Increasing temperatures have enhanced moisture storage in the atmosphere, reducing the frequency and magnitude of rainfall events, the authors explained. Thus, even with more glacier melt, it might not translate to more surface water availability. This is because even if one source of water from glaciers is increasing, the atmospheric source of water from storms is decreasing. With these two sources possibly acting in opposite directions in the hydrological system, their particular balance influences the surface water supply in the region. Hence, river runoffs in four out of the eight basins are decreasing, but there are two rivers that experienced an increase.

 

A small settlement near the Kunlun Mountains and its glaciers (Source: Carlike/Pinterest).

The analysis of hydrological drought is complex, Junqiang Yao, another author of the paper from Chengdu University of Information Technology, told GlacierHub. “Glacial melt-water is one of the most important water supplies. Drought has significant effects on water supplies through climate-driven changes in glacier-fed runoff regimes,” he said. As the paper evidences, although nearly all the glaciers in the Tianshan mountain ranges have experienced retreat, the glaciers of the Kunlun Mountains appear stable or even gaining mass as summer temperatures have decreased over the past two decades. Hence, the decreasing discharge in some rivers supplied by the Kunlun Mountains glaciers could also be due to a decrease in meltwater too.
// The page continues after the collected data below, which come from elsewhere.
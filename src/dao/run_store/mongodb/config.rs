use std::{env, time::Duration};

use mongodb::{Client, Database, bson::doc, options::ClientOptions};
use tokio::time::sleep;
use tracing::{debug, info};

use super::error::{MongoDaoError, MongoResult};

const DEFAULT_DB: &str = "station_rush";
const CONNECT_ATTEMPTS: u32 = 10;
const FIRST_RETRY_DELAY: Duration = Duration::from_millis(250);
const MAX_RETRY_DELAY: Duration = Duration::from_secs(5);

/// Parsed MongoDB connection settings for the run store.
#[derive(Clone)]
pub struct MongoConfig {
    options: ClientOptions,
    database_name: String,
}

impl MongoConfig {
    /// Parse a connection URI; the database defaults to `station_rush`.
    pub async fn from_uri(uri: &str, db_name: Option<&str>) -> MongoResult<Self> {
        let options = ClientOptions::parse(uri)
            .await
            .map_err(|source| MongoDaoError::InvalidUri {
                uri: uri.to_owned(),
                source,
            })?;

        Ok(Self {
            options,
            database_name: db_name.unwrap_or(DEFAULT_DB).to_owned(),
        })
    }

    /// Read `MONGO_URI` (required) and `MONGO_DB` (optional).
    pub async fn from_env() -> MongoResult<Self> {
        let uri =
            env::var("MONGO_URI").map_err(|_| MongoDaoError::MissingEnvVar { var: "MONGO_URI" })?;
        let db = env::var("MONGO_DB").ok();
        Self::from_uri(&uri, db.as_deref()).await
    }

    /// Build a client and return the database once it answers a ping.
    pub(super) async fn open_database(&self) -> MongoResult<Database> {
        let client = Client::with_options(self.options.clone())
            .map_err(|source| MongoDaoError::ClientConstruction { source })?;
        let database = client.database(&self.database_name);

        let mut delay = FIRST_RETRY_DELAY;
        let mut attempt = 0;
        loop {
            attempt += 1;
            match database.run_command(doc! { "ping": 1 }).await {
                Ok(_) => {
                    info!(database = %self.database_name, attempt, "MongoDB reachable");
                    return Ok(database);
                }
                Err(source) if attempt >= CONNECT_ATTEMPTS => {
                    return Err(MongoDaoError::InitialPing {
                        attempts: attempt,
                        source,
                    });
                }
                Err(err) => {
                    debug!(attempt, error = %err, "MongoDB not reachable yet; retrying");
                    sleep(delay).await;
                    delay = (delay * 2).min(MAX_RETRY_DELAY);
                }
            }
        }
    }
}
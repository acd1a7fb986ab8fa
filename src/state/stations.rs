use indexmap::IndexMap;
use serde::{Deserialize, Serialize};
use tokio::sync::watch;
use utoipa::ToSchema;

/// Completion status a station reports for its task.
#[derive(Debug, Clone, Copy, PartialEq, Eq, Serialize, Deserialize, ToSchema)]
#[serde(rename_all = "snake_case")]
pub enum StationStatus {
    /// Nothing reported yet in this session.
    Pending,
    /// The station's task has been solved. Terminal for the session.
    Correct,
    /// A wrong answer was presented; the station may still self-correct.
    #[serde(alias = "wrong")]
    Incorrect,
}

impl StationStatus {
    /// Whether a station currently in `self` may move to `next`.
    ///
    /// `pending -> correct | incorrect`, `incorrect -> correct`. Nothing leaves `correct`.
    pub fn can_transition_to(self, next: StationStatus) -> bool {
        matches!(
            (self, next),
            (StationStatus::Pending, _)
                | (StationStatus::Incorrect, StationStatus::Incorrect)
                | (StationStatus::Incorrect, StationStatus::Correct)
                | (StationStatus::Correct, StationStatus::Correct)
        )
    }
}

/// Result of a single station report.
#[derive(Debug, Clone, Copy, PartialEq, Eq)]
pub struct ReportOutcome {
    /// Status held by the station after the report.
    pub status: StationStatus,
    /// False when the report was dropped because the transition is not allowed.
    pub applied: bool,
}

/// Consistent copy of every station's status.
#[derive(Debug, Clone, Default, PartialEq, Eq)]
pub struct BoardSnapshot {
    /// Increments on every reset; lets delayed resets detect that a new session began.
    pub generation: u64,
    /// Status per station id, in declaration / first-report order.
    pub stations: IndexMap<String, StationStatus>,
}

impl BoardSnapshot {
    /// True iff at least one station exists and every station is `correct`.
    pub fn is_victory(&self) -> bool {
        !self.stations.is_empty()
            && self
                .stations
                .values()
                .all(|status| *status == StationStatus::Correct)
    }
}

/// Holds per-station status for the current session.
///
/// Writers are serialized by the watch channel; readers get a borrow of the latest complete
/// board and never observe a half-applied report.
pub struct StationBoard {
    declared: Vec<String>,
    board: watch::Sender<BoardSnapshot>,
}

impl StationBoard {
    /// Build a board that re-creates `declared` stations as pending on every reset.
    pub fn new(declared: Vec<String>) -> Self {
        let initial = BoardSnapshot {
            generation: 0,
            stations: pending_board(&declared),
        };
        let (board, _rx) = watch::channel(initial);
        Self { declared, board }
    }

    /// Upsert the status of `station_id`. Unknown ids create a new entry.
    pub fn report_status(&self, station_id: &str, status: StationStatus) -> ReportOutcome {
        let mut outcome = ReportOutcome {
            status,
            applied: true,
        };
        self.board.send_if_modified(|board| {
            match board.stations.get_mut(station_id) {
                Some(current) if *current == status => false,
                Some(current) if !current.can_transition_to(status) => {
                    outcome = ReportOutcome {
                        status: *current,
                        applied: false,
                    };
                    false
                }
                Some(current) => {
                    *current = status;
                    true
                }
                None => {
                    board.stations.insert(station_id.to_owned(), status);
                    true
                }
            }
        });
        outcome
    }

    /// Copy of the current board.
    pub fn snapshot(&self) -> BoardSnapshot {
        self.board.borrow().clone()
    }

    /// Whether every station reports `correct`.
    pub fn is_victory(&self) -> bool {
        self.board.borrow().is_victory()
    }

    /// Start a fresh session: declared stations back to pending, undeclared ones dropped.
    /// Returns the new generation.
    pub fn reset_all(&self) -> u64 {
        let mut generation = 0;
        self.board.send_modify(|board| {
            board.generation += 1;
            board.stations = pending_board(&self.declared);
            generation = board.generation;
        });
        generation
    }

    /// Reset only if nobody reset the board since `generation` was observed.
    pub fn reset_if_generation(&self, generation: u64) -> bool {
        self.board.send_if_modified(|board| {
            if board.generation != generation {
                return false;
            }
            board.generation += 1;
            board.stations = pending_board(&self.declared);
            true
        })
    }

    /// Subscribe to board changes.
    pub fn subscribe(&self) -> watch::Receiver<BoardSnapshot> {
        self.board.subscribe()
    }
}

fn pending_board(declared: &[String]) -> IndexMap<String, StationStatus> {
    declared
        .iter()
        .map(|id| (id.clone(), StationStatus::Pending))
        .collect()
}
use serde::{Deserialize, Serialize};
use utoipa::{IntoParams, ToSchema};
use validator::Validate;

use crate::{
    dao::models::{RunEntity, RunId},
    dto::validation::{validate_elapsed_field, validate_name_field},
};

/// Completed run submitted by the kiosk.
#[derive(Debug, Deserialize, ToSchema, Validate)]
pub struct RecordRunRequest {
    #[validate(custom(function = "validate_name_field"))]
    pub name: String,
    /// Elapsed time, `00:MM:SS.mmm`.
    #[validate(custom(function = "validate_elapsed_field"))]
    pub time: String,
}

/// Identifier of the recorded run.
#[derive(Debug, Serialize, ToSchema)]
pub struct RecordRunResponse {
    pub id: RunId,
}

/// Which part of the history to rank.
#[derive(Debug, Clone, Copy, Default, PartialEq, Eq, Deserialize, ToSchema)]
#[serde(rename_all = "snake_case")]
pub enum RankingScope {
    /// Runs recorded within the configured recent window (one hour by default).
    #[default]
    Recent,
    /// Every run.
    All,
}

/// Query string of the rankings route.
#[derive(Debug, Deserialize, IntoParams, Validate)]
#[into_params(parameter_in = Query)]
pub struct RankingQuery {
    /// `recent` (default) or `all`.
    #[serde(default)]
    pub scope: RankingScope,
    /// Keep only the first `limit` entries.
    #[validate(range(min = 1, max = 1000))]
    pub limit: Option<usize>,
}

/// Leaderboard line, fastest first.
#[derive(Debug, Serialize, ToSchema)]
pub struct RankingItem {
    pub name: String,
    pub time: String,
}

impl From<RunEntity> for RankingItem {
    fn from(value: RunEntity) -> Self {
        Self {
            name: value.name,
            time: value.elapsed,
        }
    }
}
//! Session lifecycle: stopwatch start, one-shot finalization into a recorded run, abandonment,
//! and the finish buzzer.

use std::time::Duration;

use tokio::time::{sleep, timeout};
use tracing::{debug, info, warn};
use validator::Validate;

use crate::{
    dao::models::NewRunEntity,
    dto::session::{
        BuzzerResponse, FinishReason, FinishSessionRequest, FinishSessionResponse,
        SessionView, StartSessionRequest,
    },
    error::ServiceError,
    state::{SharedState, session::FinalizeError},
};

/// Upper bound for persisting the finished run before the gate is reopened.
pub const FINALIZE_TIMEOUT: Duration = Duration::from_secs(5);

/// Start the stopwatch for a claimed nickname. Stations are reset as part of the start.
pub async fn start(
    state: &SharedState,
    request: StartSessionRequest,
) -> Result<SessionView, ServiceError> {
    request.validate()?;
    if !state.names().is_claimed(&request.name) {
        return Err(ServiceError::InvalidState(format!(
            "name `{}` has not been claimed",
            request.name
        )));
    }

    let stations = state.stations();
    let session = state
        .session()
        .start(request.name, || stations.reset_all())
        .await?;
    state.buzzer().take();
    state.idle().record_activity();

    info!(
        session = %session.id(),
        name = %session.name(),
        generation = session.board_generation(),
        "session started"
    );
    Ok(SessionView::new(&session, stations.is_victory()))
}

/// The running session.
pub async fn view(state: &SharedState) -> Result<SessionView, ServiceError> {
    let session = state
        .session()
        .current()
        .await
        .ok_or(FinalizeError::NoSession)?;
    Ok(SessionView::new(&session, state.stations().is_victory()))
}

/// Finalize the running session into a leaderboard run.
///
/// Only the first caller gets through the gate; it pauses the clock and records the run.
/// Concurrent callers get a conflict. If persisting fails the gate is reopened with the clock
/// still paused, so a retry records the same time.
pub async fn finish(
    state: &SharedState,
    request: FinishSessionRequest,
) -> Result<FinishSessionResponse, ServiceError> {
    state
        .session()
        .current()
        .await
        .ok_or(FinalizeError::NoSession)?;
    if request.reason == FinishReason::Victory && !state.stations().is_victory() {
        return Err(FinalizeError::NotVictorious.into());
    }
    let store = state.require_run_store().await?;

    let ticket = state.session().plan_finalize().await?;
    let run = NewRunEntity::new(
        ticket.session().name().to_owned(),
        ticket.elapsed().to_string(),
    )
    .for_session(ticket.session().id());

    let entity = match timeout(FINALIZE_TIMEOUT, store.insert_run(run)).await {
        Ok(Ok(entity)) => entity,
        Ok(Err(err)) => {
            warn!(
                session = %ticket.session().id(),
                error = %err,
                "failed to record run; finalization can be retried"
            );
            state.session().abort_finalize(ticket);
            return Err(err.into());
        }
        Err(_) => {
            warn!(
                session = %ticket.session().id(),
                "recording the run timed out; finalization can be retried"
            );
            state.session().abort_finalize(ticket);
            return Err(ServiceError::Timeout);
        }
    };

    let (session, still_current) = state.session().apply_finalize(ticket).await;
    if still_current {
        if request.reason == FinishReason::Manual {
            state.buzzer().take();
        }
        // The run record supersedes the claim.
        state.names().release(session.name());
        schedule_station_reset(state, session.board_generation());
    } else {
        // The name and board may already belong to a newer session.
        warn!(
            session = %session.id(),
            run = entity.id,
            "session was abandoned while its run was being recorded"
        );
    }

    info!(
        session = %session.id(),
        run = entity.id,
        name = %entity.name,
        time = %entity.elapsed,
        reason = ?request.reason,
        "session finalized"
    );
    Ok(FinishSessionResponse {
        id: entity.id,
        name: entity.name,
        time: entity.elapsed,
    })
}

/// Reset the board after the victory screen delay, unless it was reset since `generation`.
fn schedule_station_reset(state: &SharedState, generation: u64) {
    let delay = state.config().victory_reset_delay;
    let state = state.clone();
    tokio::spawn(async move {
        sleep(delay).await;
        if state.stations().reset_if_generation(generation) {
            debug!(generation, "station board reset after finalization");
        } else {
            debug!(generation, "delayed station reset skipped; board already reset");
        }
    });
}

/// Drop the running session and release its name. Safe to call when nothing runs.
pub async fn abandon(state: &SharedState) {
    let abandoned = state.session().abandon().await;
    state.stations().reset_all();
    state.buzzer().take();

    match abandoned {
        Some(session) => {
            state.names().release(session.name());
            info!(session = %session.id(), name = %session.name(), "session abandoned");
        }
        None => debug!("abandon without a running session"),
    }
}

/// Record a buzzer press.
pub fn press_buzzer(state: &SharedState) {
    state.buzzer().press();
    state.idle().record_activity();
    debug!("buzzer pressed");
}

/// Read and clear the buzzer latch.
pub fn poll_buzzer(state: &SharedState) -> BuzzerResponse {
    BuzzerResponse {
        clicked: state.buzzer().take(),
    }
}
use axum::Router;
use utoipa::OpenApi;
use utoipa_swagger_ui::SwaggerUi;

use crate::{services::documentation::ApiDoc, state::SharedState};

/// Where the generated OpenAPI document is served.
pub const OPENAPI_JSON_PATH: &str = "/api-doc/openapi.json";

/// Swagger UI at `/docs`, backed by the generated OpenAPI document.
pub fn router() -> Router<SharedState> {
    SwaggerUi::new("/docs")
        .url(OPENAPI_JSON_PATH, ApiDoc::openapi())
        .into()
}
use serde::Serialize;
use utoipa::ToSchema;

/// Overall service condition.
#[derive(Debug, Clone, Copy, PartialEq, Eq, Serialize, ToSchema)]
#[serde(rename_all = "lowercase")]
pub enum HealthStatus {
    /// Leaderboard store reachable.
    Ok,
    /// Leaderboard store unavailable; game floor still works.
    Degraded,
}

/// Health response returned by the `/healthcheck` route.
#[derive(Debug, Serialize, ToSchema)]
pub struct HealthResponse {
    pub status: HealthStatus,
}

impl HealthResponse {
    pub fn new(degraded: bool) -> Self {
        let status = if degraded {
            HealthStatus::Degraded
        } else {
            HealthStatus::Ok
        };
        Self { status }
    }
}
Enhanced soil moisture loss was also evident up to 50 cm in soil depth, as increased evaporation rates also increase, signaling the potential for worse agriculture droughts.

To Chen and Yao, the effects of climate change are highly complex and uncertain, calling for further studies. Chen added that aggravated drought conditions change regional water balance and affect ecology-social economy development in Xinjiang, posing challenges for future sustainability. After all, water is a key factor restricting socio-economic development and affects ecological security in Xinjiang.

“The influence of aggravated drought on water systems and water resource security is the greatest challenge faced in Xinjiang,” he said. “Thus, it is necessary to strengthen research on the ability of the ecology-social economy system to adapt to drought, and to propose adaptive control countermeasures and dynamic models in response to climate change to guarantee water resource and ecological security.”